AsiaSat 5
- Mission type: Communications
- Operator: AsiaSat
- COSPAR ID: 2009-042A
- SATCAT no.: 35696
- Website: https://www.asiasat.com
- Mission duration: 15 years (planned) 15 years, 6 months and 22 days (in progress)

Spacecraft properties
- Spacecraft: AsiaSat 5
- Spacecraft type: SSL 1300
- Bus: LS-1300SX
- Manufacturer: Space Systems/Loral
- Launch mass: 3,760 kg (8,290 lb)

Start of mission
- Launch date: 11 August 2009, 19:47:33 UTC
- Rocket: Proton-M / Briz-M
- Launch site: Baikonur, Site 200/39
- Contractor: Khrunichev State Research and Production Space Center
- Entered service: October 2009

Orbital parameters
- Reference system: Geocentric orbit
- Regime: Geostationary orbit
- Longitude: 100.5° East

Transponders
- Band: 40 transponders: 26 C-band 14 Ku-band
- Coverage area: Asia, Pacific Ocean region

= AsiaSat 5 =

AsiaSat communications satellite

AsiaSat 5 is a Hong Kong communications satellite, which is operated by the Hong Kong–based Asia Satellite Telecommunications Company (AsiaSat). It is positioned in geostationary orbit at a longitude of 100.5° East of the Greenwich Meridian, where it replaced the AsiaSat 2 satellite. It is used to provide fixed satellite services, including broadcasting, telephone and broadband very small aperture terminal (VSAT) communications, to Asia and the Pacific Ocean region.

== Background ==
The launch was originally scheduled to be conducted by Land Launch (SSL-1300LL satellite bus), using a Zenit-3SLB launch vehicle. The satellite was subsequently re-awarded to ILS after Land Launch were unable to guarantee that the satellite could be launched by August 2009, in order to be in orbit before AsiaSat 2 ceased operations.

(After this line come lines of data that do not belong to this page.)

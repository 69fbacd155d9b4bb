//! Binding to a compiled DUT shared library.
//!
//! The library exports four C functions: `ttvga_query`, `ttvga_run`,
//! `ttvga_set` and `ttvga_get`. Signal values cross the boundary as little
//! endian arrays of 32-bit words, least significant bit first.

use bitvec::vec::BitVec;
use dut_sys::{DutLib, SigT};
use std::ffi::{c_int, CStr, CString};

use crate::TtvgaResult;

mod dut_sys;

#[derive(Debug, thiserror::Error)]
pub enum Error {
    #[error("run failed with status {}", _0)]
    Run(c_int),
    #[error("no signal named {}", _0)]
    UnknownSignal(String),
    #[error("failed to set signal {} with value {}", _0, _1)]
    Set(String, BitVec<u32>),
    #[error("failed to get signal {}", _0)]
    Get(String),
    #[error("libloading: {}", _0)]
    Libloading(libloading::Error),
}

impl From<Error> for crate::Error {
    fn from(value: Error) -> Self {
        crate::Error::Dut(value)
    }
}

impl From<libloading::Error> for crate::Error {
    fn from(value: libloading::Error) -> Self {
        Error::Libloading(value).into()
    }
}

pub struct Dut {
    lib: DutLib,
    signals: Vec<Signal>,
}

impl Dut {
    pub fn new(lib_path: &str) -> TtvgaResult<Self> {
        tracing::debug!(lib_path, "loading DUT library");
        let lib = DutLib::load(lib_path)?;
        let signals = Self::query_signals(&lib);
        tracing::debug!(signals = signals.len(), "DUT library loaded");
        Ok(Dut { lib, signals })
    }

    /// The signal table reported by the library when it was loaded.
    pub fn query(&self) -> TtvgaResult<Vec<Signal>> {
        Ok(self.signals.clone())
    }

    /// Advances the DUT by `duration` time steps and returns its current time.
    pub fn run(&self, duration: u64) -> TtvgaResult<u64> {
        let mut current_time = 0;
        match self.lib.run(duration, &mut current_time) {
            0 => Ok(current_time),
            status => Err(Error::Run(status).into()),
        }
    }

    pub fn set(&self, sig_name: &str, bit_vec: &BitVec<u32>) -> TtvgaResult<()> {
        let width = self.width_of(sig_name)?;
        let c_name = CString::new(sig_name)?;
        let words = Self::words_from(bit_vec, width);
        match self.lib.set(&c_name, &words) {
            0 => Ok(()),
            _ => Err(Error::Set(sig_name.to_string(), bit_vec.clone()).into()),
        }
    }

    pub fn get(&self, sig_name: &str) -> TtvgaResult<BitVec<u32>> {
        let c_name = CString::new(sig_name)?;
        let mut n_bits = 0;
        let words_ptr = self.lib.get(&c_name, &mut n_bits);
        if words_ptr.is_null() {
            return Err(Error::Get(sig_name.to_string()).into());
        }
        Ok(unsafe { Self::bitvec_from(words_ptr, n_bits as usize) })
    }

    fn width_of(&self, sig_name: &str) -> TtvgaResult<usize> {
        self.signals
            .iter()
            .find(|s| s.name == sig_name)
            .map(|s| s.width as usize)
            .ok_or_else(|| Error::UnknownSignal(sig_name.to_string()).into())
    }

    fn query_signals(lib: &DutLib) -> Vec<Signal> {
        let mut num_of_signals = 0;
        let sig_t_ptr = lib.query(&mut num_of_signals);
        if sig_t_ptr.is_null() {
            return vec![];
        }
        unsafe { Self::signals_from(sig_t_ptr, num_of_signals as usize) }
    }

    /// `bit_vec` resized to `width` and padded with zeros to whole words.
    fn words_from(bit_vec: &BitVec<u32>, width: usize) -> Vec<u32> {
        let mut padded = bit_vec.clone();
        padded.resize(width.div_ceil(32) * 32, false);
        padded[width..].fill(false);
        padded.into_vec()
    }

    /// # Safety
    /// `words_ptr` must point to at least `n_bits.div_ceil(32)` words.
    unsafe fn bitvec_from(words_ptr: *const u32, n_bits: usize) -> BitVec<u32> {
        let words = std::slice::from_raw_parts(words_ptr, n_bits.div_ceil(32));
        let mut bit_vec = BitVec::from_slice(words);
        bit_vec.truncate(n_bits);
        bit_vec
    }

    /// # Safety
    /// `sig_t_ptr` must point to `num_of_signals` descriptors whose names are
    /// NUL terminated.
    unsafe fn signals_from(sig_t_ptr: *const SigT, num_of_signals: usize) -> Vec<Signal> {
        std::slice::from_raw_parts(sig_t_ptr, num_of_signals)
            .iter()
            .map(Signal::from)
            .collect()
    }
}

/// A DUT port or internal net visible to the testbench.
#[derive(Debug, Clone, PartialEq, Eq)]
pub struct Signal {
    pub name: String,
    pub width: u64,
    pub get: bool,
    pub set: bool,
}

impl Signal {
    pub fn input(name: &str, width: u64) -> Self {
        Signal {
            name: name.to_string(),
            width,
            get: true,
            set: true,
        }
    }

    pub fn output(name: &str, width: u64) -> Self {
        Signal {
            name: name.to_string(),
            width,
            get: true,
            set: false,
        }
    }
}

impl From<&SigT> for Signal {
    fn from(value: &SigT) -> Self {
        let name = unsafe { CStr::from_ptr(value.name) }
            .to_string_lossy()
            .into_owned();
        Signal {
            name,
            width: value.width,
            get: value.get == 1,
            set: value.set == 1,
        }
    }
}

#[cfg(test)]
mod test {
    use std::ffi::CString;

    use bitvec::prelude::*;

    use super::{dut_sys::SigT, Dut, Signal};

    #[test]
    fn test_bitvec_from_truncates_to_width() {
        let words: [u32; 2] = [0xFFFF_FF1B, 0x0000_0003];
        let bit_vec = unsafe { Dut::bitvec_from(words.as_ptr(), 34) };
        assert_eq!(bit_vec.len(), 34);
        assert_eq!(bit_vec[..8].load_le::<u8>(), 0b0001_1011);
        assert!(bit_vec[32]);
        assert!(bit_vec[33]);
    }

    #[test]
    fn test_signals_from_descriptors() {
        let clk = CString::new("clk").unwrap();
        let uio_oe = CString::new("uio_oe").unwrap();
        let descriptors = [
            SigT {
                name: clk.as_ptr(),
                width: 1,
                get: 1,
                set: 1,
            },
            SigT {
                name: uio_oe.as_ptr(),
                width: 8,
                get: 1,
                set: 0,
            },
        ];
        let signals = unsafe { Dut::signals_from(descriptors.as_ptr(), descriptors.len()) };
        assert_eq!(
            signals,
            vec![Signal::input("clk", 1), Signal::output("uio_oe", 8)]
        );
    }

    #[test]
    fn test_words_from_clears_unused_bits() {
        let mut bit_vec = BitVec::<u32, Lsb0>::from_slice(&[0xFFFF_FFFF, 0xFFFF_FFFF]);
        bit_vec.truncate(36);
        assert_eq!(Dut::words_from(&bit_vec, 36), vec![0xFFFF_FFFF, 0x0000_000F]);
        assert_eq!(Dut::words_from(&bit_vec, 8), vec![0x0000_00FF]);
        assert_eq!(Dut::words_from(&bitvec![u32, Lsb0; 1], 1), vec![1]);
    }

    #[test]
    fn test_missing_library_is_an_error() {
        let result = Dut::new("/nonexistent/libdut.so");
        assert!(matches!(result, Err(crate::Error::Dut(_))));
    }
}
use thiserror::Error;

use crate::TimeUnit;

pub type TtvgaSimResult<T> = Result<T, Error>;

#[derive(Debug, Error)]
pub enum Error {
    #[error("unknown time unit '{}'", _0)]
    UnknownTimeUnit(String),
    #[error("{} {} does not fit in the simulation time range", _0, _1)]
    TimeOverflow(u64, TimeUnit),
}
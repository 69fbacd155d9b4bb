use std::{path::PathBuf, process::ExitCode};

use clap::Parser;
use ttvga_tb::{
    config::TbConfig,
    runner::{self, TestRunner},
    scenarios, TtvgaTbResult,
};

/// Runs the VGA tile testbench scenarios
#[derive(Parser)]
#[command(author, version, about, long_about = None)]
struct Cli {
    /// JSON configuration file
    #[arg(short, long)]
    config: Option<PathBuf>,

    /// Scenario to run, by full or test name (repeatable)
    #[arg(short, long)]
    testcase: Vec<String>,

    /// Directory receiving one VCD file per scenario
    #[arg(short, long)]
    waves: Option<PathBuf>,

    /// Do not record waveforms
    #[arg(long)]
    no_waves: bool,

    /// Compiled DUT library to simulate instead of the behavioural model
    #[arg(short, long)]
    lib: Option<PathBuf>,

    /// Verbosity level
    #[arg(short, long, action = clap::ArgAction::Count)]
    verbose: u8,
}

impl Cli {
    fn load_config(&self) -> TtvgaTbResult<TbConfig> {
        let mut config = match &self.config {
            Some(path) => TbConfig::from_file(path)?,
            None => TbConfig::default(),
        };
        if !self.testcase.is_empty() {
            config.testcases = self.testcase.clone();
        }
        if self.waves.is_some() {
            config.waves_dir = self.waves.clone();
        }
        if self.no_waves {
            config.record_waves = false;
        }
        if self.lib.is_some() {
            config.dut_library = self.lib.clone();
        }
        Ok(config)
    }
}

#[tokio::main]
async fn main() -> ExitCode {
    let cli = Cli::parse();

    let log_level = match cli.verbose {
        0 => "warn",
        1 => "info",
        2 => "debug",
        _ => "trace",
    };
    tracing_subscriber::fmt().with_env_filter(log_level).init();

    let config = match cli.load_config() {
        Ok(config) => config,
        Err(e) => {
            eprintln!("{e}");
            return ExitCode::FAILURE;
        }
    };

    let scenarios = scenarios::all();
    let runner = TestRunner::new(config);
    let reports = runner.run(&scenarios).await;
    println!("{}", runner::summary(&reports));

    if !reports.is_empty() && runner::all_passed(&reports) {
        ExitCode::SUCCESS
    } else {
        ExitCode::FAILURE
    }
}
//! Design revision with an active-low `rst_n`, hard-wired `ena`/`Test_in`,
//! and bidirectional pins whose directions are checked along the way.

use crate::{
    error::TtvgaTbResult,
    testbench::{Clock, ClockCycles, Dut, TimeUnit},
};

use super::{check_uio_out, set_default_start_state, CLOCK_PERIOD_NS, CYCLES_PER_LINE};

pub const RESET_LEAD_CYCLES: u64 = 3;
pub const RESET_CYCLES: u64 = 3;

/// Cycles to run after reset release, each followed by a pin check:
/// 1 line, 10 lines, the rest of the frame, then 100 lines of the next
/// frame. Together they make 500,000 cycles.
pub const CHECKPOINTS: [u64; 4] = [
    CYCLES_PER_LINE,
    10 * CYCLES_PER_LINE,
    514 * CYCLES_PER_LINE,
    100 * CYCLES_PER_LINE,
];

pub async fn test_basic_waveform_dump(dut: Dut) -> TtvgaTbResult<()> {
    let clk = dut.signal("clk");
    let rst_n = dut.signal("rst_n");

    set_default_start_state(&dut).await?;
    rst_n.set(1).await?;

    Clock::new(&clk, CLOCK_PERIOD_NS, TimeUnit::Ns).start().await?;

    ClockCycles::new(&clk, RESET_LEAD_CYCLES).await?;
    check_uio_out(&dut).await?;
    rst_n.set(0).await?;

    ClockCycles::new(&clk, RESET_CYCLES).await?;
    check_uio_out(&dut).await?;
    rst_n.set(1).await?;

    for cycles in CHECKPOINTS {
        ClockCycles::new(&clk, cycles).await?;
        check_uio_out(&dut).await?;
        tracing::debug!(cycles, "checkpoint passed");
    }
    Ok(())
}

== Satellite description ==
Space Systems/Loral (SS/L), announced in May 2005 that it has been chosen by AsiaSat. At launch, AsiaSat 5 had a mass of 3760 kg, and was expected to operate for fifteen years. It carries 26 C-band and 14 Ku-band transponders.

== Launch ==
AsiaSat 5 was built by Space Systems/Loral, and is based on the LS-1300XS satellite bus. It is being launched by International Launch Services (ILS), using a Proton-M launch vehicle with a Briz-M upper stage. The launch was conducted from Site 200/39 at the Baikonur Cosmodrome in Kazakhstan, at 19:47:33 UTC on 11 August 2009. The Briz-M separated from the Proton-M nine minutes and forty one seconds into the flight, and AsiaSat 5 will separate from the Briz-M into a geosynchronous transfer orbit (GTO) nine hours and fifteen minutes after liftoff. It will then raise itself into its final geostationary orbit.